1. Introduction to Generative AI
This microlearning course offers an introductory-level exploration of Generative AI, delving into its principles, applications, and distinctions from conventional machine-learning approaches. Additionally, it provides insights into Google Tools that facilitate the creation of your own Generative AI applications. Anticipate dedicating around 45 minutes to successfully conclude this course.
2. Introduction to Large Language Models
Embark on a foundational microlearning journey with our introductory course, delving into the realm of large language models (LLM). Discover their applications across various domains and harness the power of prompt tuning to elevate LLM capabilities. Unveil the array of Google tools at your disposal for crafting your own Generation AI applications. Expect a rewarding experience that can be completed in around 45 minutes.
3. Introduction to Responsible AI
This microlearning course offers an introduction to responsible AI at a beginner level, elucidating its significance and Google’s approach to its implementation in products. Additionally, it provides insights into Google’s 7 AI principles.
4. Generative AI Fundamentals
Earn a skill badge by successfully completing the Introduction to Generative AI, Introduction to Large Language Models, and Introduction to Responsible AI courses. By successfully completing the final quiz, you’ll showcase your grasp of fundamental concepts in generative AI.
A skill badge is a digital credential granted by Google Cloud to acknowledge your expertise in Google Cloud products and services. Display your skill badge by setting your profile to public and adding it to your social media bio.
5. Introduction to Image Generation
This course presents diffusion models, a group of machine-learning models that have demonstrated significant potential in the realm of image generation. These models draw inspiration from the field of physics, particularly thermodynamics, and have gained substantial traction in both academic research and practical applications over recent years. Diffusion models serve as the foundation for numerous cutting-edge image generation techniques and resources available on Google Cloud. Through this course, you will delve into the fundamentals of diffusion models, and their theoretical framework, and gain insights into training and deploying them using Vertex AI.
6. Encoder-Decoder Architecture
This course provides an overview of the encoder-decoder architecture, a robust and widely used machine learning framework designed for sequence-to-sequence tasks like machine translation, text summarization, and question answering. You’ll delve into the essential elements of the encoder-decoder structure and grasp the training and deployment aspects of these models. In the accompanying practical demonstration, you’ll engage with TensorFlow to create a basic encoder-decoder implementation for generating poetry right from scratch.
7. Attention Mechanism
In this course, you’ll be introduced to the attention mechanism, a potent tool enabling neural networks to concentrate on specific segments of an input sequence.
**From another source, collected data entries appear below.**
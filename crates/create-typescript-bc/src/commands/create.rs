//! Project creation: resolve, initialize, optionally open the editor

use anyhow::{Context, Result};
use async_trait::async_trait;
use camino::{Utf8Path, Utf8PathBuf};
use indicatif::ProgressBar;
use tracing::debug;
use tsbc_core::{
    ConfigLoader, Dispatcher, EditorOutcome, ProjectInitializer, ResolvedConfig, Resolver,
    SystemRunner,
};
use tsbc_projects::ProjectGenerator;

use crate::cli::Cli;
use crate::output;
use crate::prompt::DialoguerPrompter;

/// Wraps the generator in a spinner that is cleared before the editor prompt
struct SpinnerInitializer {
    generator: ProjectGenerator,
    spinner: ProgressBar,
}

#[async_trait]
impl ProjectInitializer for SpinnerInitializer {
    async fn initialize(
        &self,
        config: &ResolvedConfig,
        destination: &Utf8Path,
    ) -> tsbc_core::Result<()> {
        let result = self.generator.initialize(config, destination).await;
        self.spinner.finish_and_clear();

        if result.is_ok() {
            output::success(&format!(
                "Created {} in {}",
                config.project_name, destination
            ));
        }
        result
    }
}

pub async fn run(cli: Cli) -> Result<()> {
    let runtime = ConfigLoader::from_option(cli.config.as_deref())
        .and_then(|loader| loader.load())
        .context("Failed to load configuration")?;
    if !runtime.display.color {
        console::set_colors_enabled(false);
        console::set_colors_enabled_stderr(false);
    }
    debug!(?runtime, "runtime configuration");

    if !cli.quiet {
        output::welcome();
    }

    let runner = SystemRunner::new();
    let mut prompter = DialoguerPrompter::new();

    let resolution =
        Resolver::new(&runner, &runtime.tools).resolve(&cli.to_inputs(), &mut prompter)?;

    let workdir = Utf8PathBuf::try_from(std::env::current_dir()?)
        .context("Current directory is not valid UTF-8")?;

    let generator = ProjectGenerator::new(&runtime)?;
    let spinner = output::spinner(&format!(
        "Creating {}...",
        resolution.config.project_name
    ));
    let progress = spinner.clone();
    let initializer = SpinnerInitializer {
        generator: generator.with_progress(move |step| progress.set_message(step.to_string())),
        spinner,
    };
    let outcome = Dispatcher::new(&runner, &runtime.tools, workdir)
        .dispatch(&resolution, &initializer, &mut prompter)
        .await?;

    report_editor(&outcome.editor);
    Ok(())
}

fn report_editor(outcome: &EditorOutcome) {
    match outcome {
        EditorOutcome::Skipped => {}
        EditorOutcome::Opened => output::success("Opened project in VS Code."),
        EditorOutcome::CliMissing { editor } => output::warning(&format!(
            "Couldn't find the VS Code CLI (`{}`). In VS Code, run \"Shell Command: Install '{}' command in PATH\", then try again.",
            editor, editor
        )),
        EditorOutcome::Failed { editor, reason } => {
            debug!("Editor launch failed: {}", reason);
            output::error(&format!("Failed to open VS Code with `{}`.", editor));
        }
    }
}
You’ll grasp the functioning of attention and its potential to enhance the efficacy of diverse machine learning assignments, spanning from machine translation and text summarization to question answering. The estimated duration for completing this course is approximately 45 minutes.
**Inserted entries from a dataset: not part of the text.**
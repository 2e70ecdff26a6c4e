//! Layered runtime configuration loader
//!
//! Loads configuration with the following precedence (low to high):
//! 1. Built-in defaults
//! 2. Config file (`~/.create-typescript-bc/config.yaml` or `--config`)
//! 3. Environment variables (`TSBC_*` prefix, plus `NO_COLOR`)
//! 4. CLI flags (handled by the resolver)

use std::env;
use std::fs;

use camino::{Utf8Path, Utf8PathBuf};
use tracing::debug;

use super::runtime::RuntimeConfig;
use crate::error::{Error, Result};

const CONFIG_DIR_NAME: &str = ".create-typescript-bc";
const CONFIG_FILE_NAME: &str = "config.yaml";

/// Runtime configuration loader
pub struct ConfigLoader {
    /// Config file to read
    path: Utf8PathBuf,
    /// Whether a missing file is an error (true for `--config`)
    required: bool,
}

impl ConfigLoader {
    /// Loader for the default location under the home directory
    pub fn new() -> Result<Self> {
        Ok(Self {
            path: Self::default_config_path()?,
            required: false,
        })
    }

    /// Loader for an explicit path; the file must exist
    pub fn with_path(path: impl Into<Utf8PathBuf>) -> Self {
        Self {
            path: path.into(),
            required: true,
        }
    }

    /// Pick the explicit path when given, otherwise the default location
    pub fn from_option(path: Option<&Utf8Path>) -> Result<Self> {
        match path {
            Some(p) => Ok(Self::with_path(p)),
            None => Self::new(),
        }
    }

    fn default_config_path() -> Result<Utf8PathBuf> {
        let home = env::var("HOME")
            .ok()
            .filter(|h| !h.is_empty())
            .map(Utf8PathBuf::from)
            .or_else(|| dirs::home_dir().and_then(|p| Utf8PathBuf::from_path_buf(p).ok()))
            .ok_or_else(|| Error::invalid_config("Could not determine home directory"))?;

        Ok(home.join(CONFIG_DIR_NAME).join(CONFIG_FILE_NAME))
    }

    /// The config file this loader reads
    pub fn path(&self) -> &Utf8Path {
        &self.path
    }

    /// Load defaults, then the file, then environment overrides
    pub fn load(&self) -> Result<RuntimeConfig> {
        let mut config = if self.path.exists() {
            debug!("Loading runtime config from {}", self.path);
            let content = fs::read_to_string(&self.path)?;
            serde_yaml_ng::from_str::<RuntimeConfig>(&content)
                .map_err(|e| Error::invalid_config(format!("Failed to parse {}: {}", self.path, e)))?
        } else if self.required {
            return Err(Error::config_not_found(self.path.as_str()));
        } else {
            debug!("No runtime config at {}, using defaults", self.path);
            RuntimeConfig::default()
        };

        Self::apply_env_overrides(&mut config)?;
        Self::validate(&config)?;
        Ok(config)
    }

    /// Apply environment variable overrides to runtime config
    fn apply_env_overrides(config: &mut RuntimeConfig) -> Result<()> {
        if let Some(val) = env_value("TSBC_TEMPLATE_OWNER") {
            config.templates.owner = val;
        }

        if let Some(val) = env_value("TSBC_TEMPLATE_DIR") {
            config.templates.local_dir = Some(Utf8PathBuf::from(val));
        }

        if let Some(val) = env_value("TSBC_VCS_COMMAND") {
            config.tools.vcs = val;
        }

        if let Some(val) = env_value("TSBC_EDITOR_COMMAND") {
            config.tools.editor = val;
        }

        if let Some(val) = env_value("TSBC_GIT_DEFAULT_BRANCH") {
            config.git.default_branch = val;
        }

        if let Some(val) = env_value("TSBC_HTTP_TIMEOUT_SECS") {
            config.network.http_timeout_secs = val.parse().map_err(|_| {
                Error::invalid_config("TSBC_HTTP_TIMEOUT_SECS must be a valid number")
            })?;
        }

        // https://no-color.org: any non-empty value disables color
        if env_value("NO_COLOR").is_some() {
            config.display.color = false;
        }

        Ok(())
    }

    fn validate(config: &RuntimeConfig) -> Result<()> {
        if config.tools.vcs.trim().is_empty() {
            return Err(Error::invalid_config("tools.vcs must not be empty"));
        }
        if config.tools.editor.trim().is_empty() {
            return Err(Error::invalid_config("tools.editor must not be empty"));
        }
        if config.network.http_timeout_secs == 0 {
            return Err(Error::invalid_config(
                "network.http-timeout-secs must be > 0",
            ));
        }
        if config.templates.local_dir.is_none()
            && !config.templates.archive_url.contains("{template}")
        {
            return Err(Error::invalid_config(
                "templates.archive-url must contain a {template} placeholder",
            ));
        }
        Ok(())
    }
}

fn env_value(key: &str) -> Option<String> {
    env::var(key).ok().filter(|v| !v.is_empty())
}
8. Transformer Models and BERT Model
In this course, you’ll be introduced to the Transformer architecture and delve into the Bidirectional Encoder Representations from the Transformers (BERT) model. You’ll gain insights into the core elements of the Transformer architecture, including the self-attention mechanism, and discover how it forms the foundation of the BERT model. Furthermore, you’ll explore the diverse range of applications for BERT, encompassing text classification, question answering, and natural language inference. Completion of this course is expected to take around 45 minutes.
9. Create Image Captioning Models
In this course, you will gain the skills to craft an image captioning model through deep learning techniques. You’ll delve into the various elements that constitute an image captioning model, including both the encoder and decoder components, mastering the art of training and assessing your model effectively. Upon completing this course, you’ll possess the capability to fashion your own image captioning models and apply them seamlessly to produce captivating descriptions for images.
10. Introduction to Generative AI Studio
This course provides an introduction to Generative AI Studio, a product within Vertex AI designed to enable the creation and customization of generative AI models for seamless integration into your applications. Throughout this course, you will gain insights into the functionality, features, and choices offered by Generative AI Studio. Through hands-on demonstrations, you’ll learn the practical application of this tool. The course culminates in a hands-on lab that allows you to put your newfound knowledge into practice, followed by a quiz to assess your understanding.